I just read the most uplifting story on NPR’s Health blog. It is about a program called TimeSlips. “The idea is to show photos to people with memory loss, and get them to imagine what’s going on — not to try to remember anything, but to make up a story.” What an amazing idea. The person with dementia doesn’t have to try to remember something about their own life, which is often frustrating for both them and their family members. Yet, it does allow them to communicate, something they may not be able to do otherwise: “An independent study published in Nursing Research showed participants were happier and better able to communicate in general.” The story’s closing quote says it all: “Basting [TimeSlip’s founder] tells of one man who came to her in tears of thanks. For the past three years, he had been driving his wife crazy, trying to get her to talk about shared memories. He tried her on storytelling so they could talk about the story and play with the plot line. And eventually, he was able to communicate with her again.”

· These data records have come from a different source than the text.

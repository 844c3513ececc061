//! # Constants and type definitions for rotcol
//!
//! This module centralizes the **physical constants**, **conversion factors**, and **common type
//! definitions** used throughout the crate.
//!
//! ## Overview
//!
//! - Geodetic and geophysical constants (WGS-84 ellipsoid, Earth gravity and rotation)
//! - Unit conversions (degrees ↔ radians, days ↔ seconds)
//! - Epoch offsets between the 1900 second count, Julian dates, the Unix epoch and GPS time
//! - Core type aliases used across the crate

// -------------------------------------------------------------------------------------------------
// Physical constants and unit conversions
// -------------------------------------------------------------------------------------------------

/// 2π, useful for trigonometric conversions
pub const DPI: f64 = 2. * std::f64::consts::PI;

/// Number of seconds in a Julian day
pub const SECONDS_PER_DAY: f64 = 86_400.0;

/// Number of seconds in a day, integer form for calendar arithmetic
pub const SECONDS_PER_DAY_I64: i64 = 86_400;

/// Numerical epsilon used for floating-point comparisons
pub const EPS: f64 = 1e-6;

/// MJD epoch of J2000.0 (2000-01-01 12:00:00 TT)
pub const T2000: f64 = 51544.5;

/// Conversion factor between Julian Date and Modified Julian Date
pub const JDTOMJD: f64 = 2400000.5;

/// Degrees → radians
pub const RADEG: f64 = std::f64::consts::PI / 180.0;

/// Arcseconds → radians
pub const RADSEC: f64 = std::f64::consts::PI / 648000.0;

/// Earth equatorial radius in kilometers (WGS84)
pub const EARTH_EQUATORIAL_RADIUS: Kilometer = 6378.137;

/// Earth polar radius in kilometers (WGS84)
pub const EARTH_POLAR_RADIUS: Kilometer = 6356.7523142;

/// Earth gravitational parameter in km³/s²
pub const GM_EARTH: f64 = 3.986004418e5;

/// Length of the sidereal day in seconds
pub const SIDEREAL_DAY: f64 = 86_164.0905;

/// Earth rotation rate in radians per second
pub const EARTH_ROTATION_RATE: f64 = DPI / SIDEREAL_DAY;

// -------------------------------------------------------------------------------------------------
// Time scale offsets
// -------------------------------------------------------------------------------------------------

/// Julian date of 1900-01-01T00:00:00, origin of every 1900 second count
pub const JD_1900: JulianDate = 2_415_020.5;

/// Julian date of J2000.0 (2000-01-01T12:00:00), origin of the SGP4 epoch
pub const JD_J2000: JulianDate = 2_451_545.0;

/// Days in a Julian year, the unit of the SGP4 epoch
pub const DAYS_PER_JULIAN_YEAR: f64 = 365.25;

/// GPS epoch (1980-01-06T00:00:00) counted in seconds since 1900-01-01
pub const GPS_EPOCH_1900: i64 = 2_524_953_600;

/// Unix epoch (1970-01-01T00:00:00) counted in seconds since 1900-01-01
pub const UNIX_EPOCH_1900: i64 = 2_208_988_800;

/// Constant offset TAI − GPS in seconds
pub const TAI_MINUS_GPS: f64 = 19.0;

/// Largest distance between a requested time and the epoch of a usable TLE (12 hours)
pub const MAX_TLE_AGE_DAYS: f64 = 0.5;

/// Duration of one week in seconds
pub const SECONDS_PER_WEEK: i64 = 7 * SECONDS_PER_DAY_I64;

// -------------------------------------------------------------------------------------------------
// Type aliases
// -------------------------------------------------------------------------------------------------

/// Angle in degrees
pub type Degree = f64;
/// Angle in radians
pub type Radian = f64;
/// Distance in kilometers
pub type Kilometer = f64;
/// Distance in meters
pub type Meter = f64;
/// Duration in seconds
pub type Seconds = f64;
/// Julian date (days)
pub type JulianDate = f64;
/// Modified Julian Date (days)
pub type MJD = f64;

/// Identity of a radio-occultation sounding, supplied by the data provider
pub type OccId = String;
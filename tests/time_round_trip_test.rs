use approx::assert_abs_diff_eq;
use rand::rngs::StdRng;
use rand::{Rng, SeedableRng};

use rotcol::time::calendar::Calendar;
use rotcol::time::time_system::{TimeSystem, UtcConvention};
use rotcol::time::Instant;

/// Random UTC date away from any leap-second insertion (never the last minute of a day).
fn random_utc(rng: &mut StdRng) -> Calendar {
    Calendar::new(
        rng.random_range(1980..2030),
        rng.random_range(1..=12),
        rng.random_range(1..=28),
        rng.random_range(0..24),
        rng.random_range(0..59),
        rng.random_range(0.0..60.0),
    )
    .unwrap()
}

fn assert_same_fields(a: &Calendar, b: &Calendar) {
    assert_eq!(
        (a.year, a.month, a.day, a.hour, a.minute),
        (b.year, b.month, b.day, b.hour, b.minute)
    );
    assert_abs_diff_eq!(a.second, b.second, epsilon = 1e-6);
}

#[test]
fn test_round_trip_through_tai() {
    let mut rng = StdRng::seed_from_u64(42);

    for convention in [UtcConvention::System1, UtcConvention::System2] {
        let ts = TimeSystem::builtin(convention).unwrap();
        for _ in 0..500 {
            let utc = random_utc(&mut rng);
            let t = Instant::builder().utc(utc).build(&ts).unwrap();

            let tai = t.to(&ts, "tai").unwrap();
            let back = Instant::builder().tai(tai).build(&ts).unwrap();
            assert_abs_diff_eq!(back - t, 0.0, epsilon = 1e-6);
            assert_same_fields(&back.to(&ts, "utc").unwrap(), &utc);

            let gps = t.to(&ts, "gps").unwrap();
            let from_gps = Instant::builder().gps(gps).build(&ts).unwrap();
            assert_same_fields(&from_gps.to(&ts, "utc").unwrap(), &utc);
        }
    }
}

#[test]
fn test_leap_second_boundaries() {
    let ts = TimeSystem::builtin(UtcConvention::System2).unwrap();

    for (year, month, offset) in [(1998, 12, 31.0), (2012, 6, 34.0), (2016, 12, 36.0)] {
        let next = if month == 12 { (year + 1, 1) } else { (year, month + 1) };
        let midnight = ts.from_utc(&Calendar::date(next.0, next.1, 1).unwrap()).unwrap();

        let before = ts.tai_minus_utc(midnight - 2.0);
        let after = ts.tai_minus_utc(midnight + 1e-3);
        assert_abs_diff_eq!(before, offset, epsilon = 1e-9);
        assert_abs_diff_eq!(after - before, 1.0, epsilon = 1e-9);

        // the inserted second exists, a minute later everything is regular again
        let inside = ts.to(midnight - 0.5, "utc").unwrap();
        assert_abs_diff_eq!(inside.second, 60.5, epsilon = 1e-6);
        let later = ts.to(midnight + 60.0, "utc").unwrap();
        assert_eq!((later.hour, later.minute), (0, 1));
    }

    let t = ts.from_utc(&Calendar::date(2020, 1, 1).unwrap()).unwrap();
    assert!(ts.to(t, "ut1").is_err());
}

Of course, this story has me thinking of the great program opportunity this could be for public libraries. You could have a training session for TimeSlips facilitators. You could have a facilitator do a session for people with dementia and their families. You could have a facilitator talk to family members about how they could use the program with their loved one at home. Perhaps you can think of other ways to incorporate this into a library program?
I’m especially pleased to see that TimeSlips is based right here in Wisconsin!